The 250 lumin Duracell comes in a 3 pack at amazon for $23.50 and is not waterproof. It has a strobe function and 2 different lumin settings. It is a very bright area light and worth the money as it comes to about $8 each.

Bike Lights - modifications

– Last Updated: Feb-01-14 3:01 PM EST –

Bicyclists commute in the rain, mountain bikers
do adventure racing in wet conditions, etc.
Always wondered why that set of manufacturers
are separate from other light production models.

Example - might be a simple retrofit modification

dive lights would be anothet option
Which might be next for me.

Been pleased with the various modes of the waterproof 165 lumen Princeton Tec Viz for head lamp and the 45 lumen Amp w/diffuser cone on the back of my pfd as a stern light.

Other options abound but so far been happy with them.

See you on the water,


The River Connection, Inc.

Hyde Park, NY



I have a Princeton Tec

– Last Updated: Feb-02-14 6:16 PM EST –

headlamp not sure of the model.

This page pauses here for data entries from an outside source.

//! Recursive dependency resolution.
//!
//! The resolver turns a manifest into a [`DependencyTree`] by fetching every declared package
//! into `<home>/vendor/src/<name>` and walking the manifests found inside fetched git packages.
//!
//! # Concurrency
//!
//! Every package of a manifest is resolved in its own task. A global semaphore bounds how many
//! fetches run at once; a permit is only held for the duration of a fetch, so tasks waiting for
//! their nested dependencies never starve the pool. Children are written into slots allocated
//! by declared index, which keeps the tree identical to the manifest order no matter which
//! fetch finishes first.
//!
//! # Failure
//!
//! The first failure cancels all in-flight work. Already fetched packages are left in place.

mod types;

pub use types::{ResolveConfig, ResolveError};

use std::collections::HashMap;
use std::future::Future;
use std::io;
use std::path::{Path, PathBuf};
use std::pin::Pin;
use std::sync::{Arc, Mutex, PoisonError};

use tokio::sync::Semaphore;
use tokio::task::JoinSet;
use tokio_util::sync::CancellationToken;
use tracing::{debug, info, warn};

use crate::fetch::{FetchError, Fetcher};
use crate::layout::VendorLayout;
use crate::manifest::{Manifest, PackageSpec};
use crate::tree::{DependencyTree, DownloadStatus};

type Children = Pin<Box<dyn Future<Output = Result<Vec<DependencyTree>, ResolveError>> + Send>>;

/// Resolves manifests into dependency trees.
#[derive(Debug, Clone)]
pub struct Resolver {
  fetcher: Fetcher,
  config: ResolveConfig,
}

impl Resolver {
  pub fn new(fetcher: Fetcher, config: ResolveConfig) -> Self {
    Self { fetcher, config }
  }

  /// Resolve `manifest` for the project rooted at `home`.
  pub async fn resolve(&self, home: &Path, manifest: &Manifest) -> Result<DependencyTree, ResolveError> {
    self.resolve_with_cancel(home, manifest, &CancellationToken::new()).await
  }

  /// Like [`resolve`](Self::resolve), stopping early when `cancel` fires.
  pub async fn resolve_with_cancel(
    &self,
    home: &Path,
    manifest: &Manifest,
    cancel: &CancellationToken,
  ) -> Result<DependencyTree, ResolveError> {
    manifest
      .validate()
      .map_err(|source| ResolveError::InvalidManifest { source })?;

    let layout = VendorLayout::new(home);
    info!(
      home = %layout.home().display(),
      packages = manifest.len(),
      jobs = self.config.jobs,
      "resolving dependencies"
    );

    let walk = Arc::new(Walk {
      fetcher: self.fetcher.clone(),
      config: self.config.clone(),
      permits: Arc::new(Semaphore::new(self.config.jobs.max(1))),
      cancel: cancel.child_token(),
      dest_locks: Mutex::new(HashMap::new()),
      layout,
    });

    let mut root = DependencyTree::root(walk.layout.home());
    root.children = walk.clone().resolve_manifest(manifest.clone(), Arc::new(Vec::new())).await?;

    info!(packages = root.len(), "resolved dependencies");
    Ok(root)
  }
}

/// State shared by every task of one resolution run.
struct Walk {
  fetcher: Fetcher,
  config: ResolveConfig,
  layout: VendorLayout,
  permits: Arc<Semaphore>,
  cancel: CancellationToken,
  dest_locks: Mutex<HashMap<PathBuf, Arc<tokio::sync::Mutex<()>>>>,
}

impl Walk {
  /// Resolve every package of `manifest` concurrently, returning tree nodes in declared order.
  ///
  /// `chain` holds the names of the git packages whose manifests led here.
  fn resolve_manifest(self: Arc<Self>, manifest: Manifest, chain: Arc<Vec<String>>) -> Children {
    Box::pin(async move {
      let packages = manifest.packages();
      let mut slots: Vec<Option<DependencyTree>> = (0..packages.len()).map(|_| None).collect();

      let mut join_set = JoinSet::new();
      for (index, spec) in packages.into_iter().enumerate() {
        let walk = self.clone();
        let chain = chain.clone();
        join_set.spawn(async move { (index, walk.resolve_package(spec, chain).await) });
      }

      let mut first_error: Option<ResolveError> = None;
      while let Some(joined) = join_set.join_next().await {
        let outcome = match joined {
          Ok((index, result)) => result.map(|node| slots[index] = node),
          Err(e) => Err(ResolveError::Task(e.to_string())),
        };

        if let Err(e) = outcome {
          if !e.is_cancelled() {
            debug!(error = %e, "cancelling in-flight fetches");
          }
          self.cancel.cancel();
          if first_error.as_ref().is_none_or(|current| current.is_cancelled() && !e.is_cancelled()) {
            first_error = Some(e);
          }
        }
      }

      match first_error {
        Some(e) => Err(e),
        None => Ok(slots.into_iter().flatten().collect()),
      }
    })
  }

  /// Fetch one package and, for git packages, resolve its nested manifest.
  ///
  /// Returns `None` for packages that are not part of the tree (archives).
  async fn resolve_package(
    self: Arc<Self>,
    spec: PackageSpec,
    chain: Arc<Vec<String>>,
  ) -> Result<Option<DependencyTree>, ResolveError> {
    let name = spec.name().to_string();

    if spec.is_recursive() && chain.contains(&name) {
      let mut cycle: Vec<&str> = chain.iter().map(String::as_str).collect();
      cycle.push(&name);
      return Err(ResolveError::Cycle {
        chain: cycle.join(" -> "),
      });
    }

    let dest = self.layout.src_dir(&name);
    let mut node = DependencyTree::new(&name, &dest, spec.build());
    node.record_fetch(self.fetch_once(&spec, &dest).await?);

    if spec.is_recursive() {
      match Manifest::load(&dest) {
        Ok(Some(nested)) => {
          debug!(pkg = %name, packages = nested.len(), "resolving nested manifest");
          let mut next = chain.as_ref().clone();
          next.push(name.clone());
          node.children = self.clone().resolve_manifest(nested, Arc::new(next)).await?;
        }
        Ok(None) => debug!(pkg = %name, "no nested manifest"),
        Err(source) => return Err(ResolveError::Manifest { package: name, source }),
      }
    }

    Ok(spec.is_tree_node().then_some(node))
  }

  /// Fetch `spec` into `dest` unless the destination already exists.
  async fn fetch_once(&self, spec: &PackageSpec, dest: &Path) -> Result<DownloadStatus, ResolveError> {
    let name = spec.name();
    let lock = self.dest_lock(dest);
    let _guard = tokio::select! {
      biased;
      _ = self.cancel.cancelled() => return Err(ResolveError::Cancelled),
      guard = lock.lock_owned() => guard,
    };

    if matches!(tokio::fs::try_exists(dest).await, Ok(true)) {
      info!(pkg = name, storage = %dest.display(), "package already present, skipping");
      return Ok(DownloadStatus::Skipped);
    }

    let _permit = tokio::select! {
      biased;
      _ = self.cancel.cancelled() => return Err(ResolveError::Cancelled),
      permit = self.permits.clone().acquire_owned() => permit.map_err(|_| ResolveError::Cancelled)?,
    };

    match self.fetch_with_retries(spec, dest).await {
      Ok(()) => {
        info!(pkg = name, kind = spec.kind(), storage = %dest.display(), "fetched package");
        Ok(DownloadStatus::Fetched)
      }
      Err(source) => {
        if self.config.clean_failed
          && let Err(e) = remove_dir(dest).await
        {
          warn!(pkg = name, storage = %dest.display(), error = %e, "failed to clean up after failed fetch");
        }
        Err(ResolveError::Fetch {
          name: name.to_string(),
          source,
        })
      }
    }
  }

  async fn fetch_with_retries(&self, spec: &PackageSpec, dest: &Path) -> Result<(), FetchError> {
    let mut attempt = 0;
    loop {
      let err = match self.fetcher.fetch(spec, dest, &self.cancel).await {
        Ok(()) => return Ok(()),
        Err(e) => e,
      };

      if !err.is_transient() || attempt >= self.config.retries || self.cancel.is_cancelled() {
        return Err(err);
      }
      attempt += 1;
      warn!(
        pkg = spec.name(),
        attempt,
        retries = self.config.retries,
        error = %err,
        "fetch failed, retrying"
      );

      if let Err(e) = remove_dir(dest).await {
        warn!(pkg = spec.name(), storage = %dest.display(), error = %e, "failed to remove partial fetch");
        return Err(err);
      }

      tokio::select! {
        biased;
        _ = self.cancel.cancelled() => return Err(FetchError::Cancelled),
        _ = tokio::time::sleep(self.config.retry_delay) => {}
      }
    }
  }

  /// The lock serializing fetches into `dest`.
  fn dest_lock(&self, dest: &Path) -> Arc<tokio::sync::Mutex<()>> {
    let mut locks = self.dest_locks.lock().unwrap_or_else(PoisonError::into_inner);
    locks.entry(dest.to_path_buf()).or_default().clone()
  }
}

/// Remove `dir` and everything below it; a missing directory is fine.
async fn remove_dir(dir: &Path) -> Result<(), ResolveError> {
  match tokio::fs::remove_dir_all(dir).await {
    Ok(()) => Ok(()),
    Err(e) if e.kind() == io::ErrorKind::NotFound => Ok(()),
    Err(source) => Err(ResolveError::Cleanup {
      path: dir.to_path_buf(),
      source,
    }),
  }
}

It is black and has "4 mode" and "H20 1M" printed on the front of it. No idea what the model is but I bought it at Bass Pro Shops several years ago.

It has been wet with salt water many times and I have never had any problems with it. It it very bright but it also will go through batteries pretty quickly so I usually leave it off (yeah I know not legal) unless I hear or see powerboat traffic, then I flip it on to let them know I am there.

FE noober one choice

– Last Updated: Feb-02-14 8:27 PM EST –

Underwater Kinetics Vizion... none better! (Sounds a little like CJ). An' still made in de USA.



Petzl Tikka Plus
Mine has never been under water.

Princeton Tec/LL Bean

– Last Updated: Feb-03-14 12:34 PM EST –

I have an older LL Bean Trailblazer which has been great through the years. Great amount of light and built very well. It appears to be made by Princeton Tec as it has their symbol on it. I think they must make LL Beans headlamps for them. Never have tested it being water proof but have used it in snow and rain with no worries. Has rubber seals around battery case door. Simple and easy to change batteries.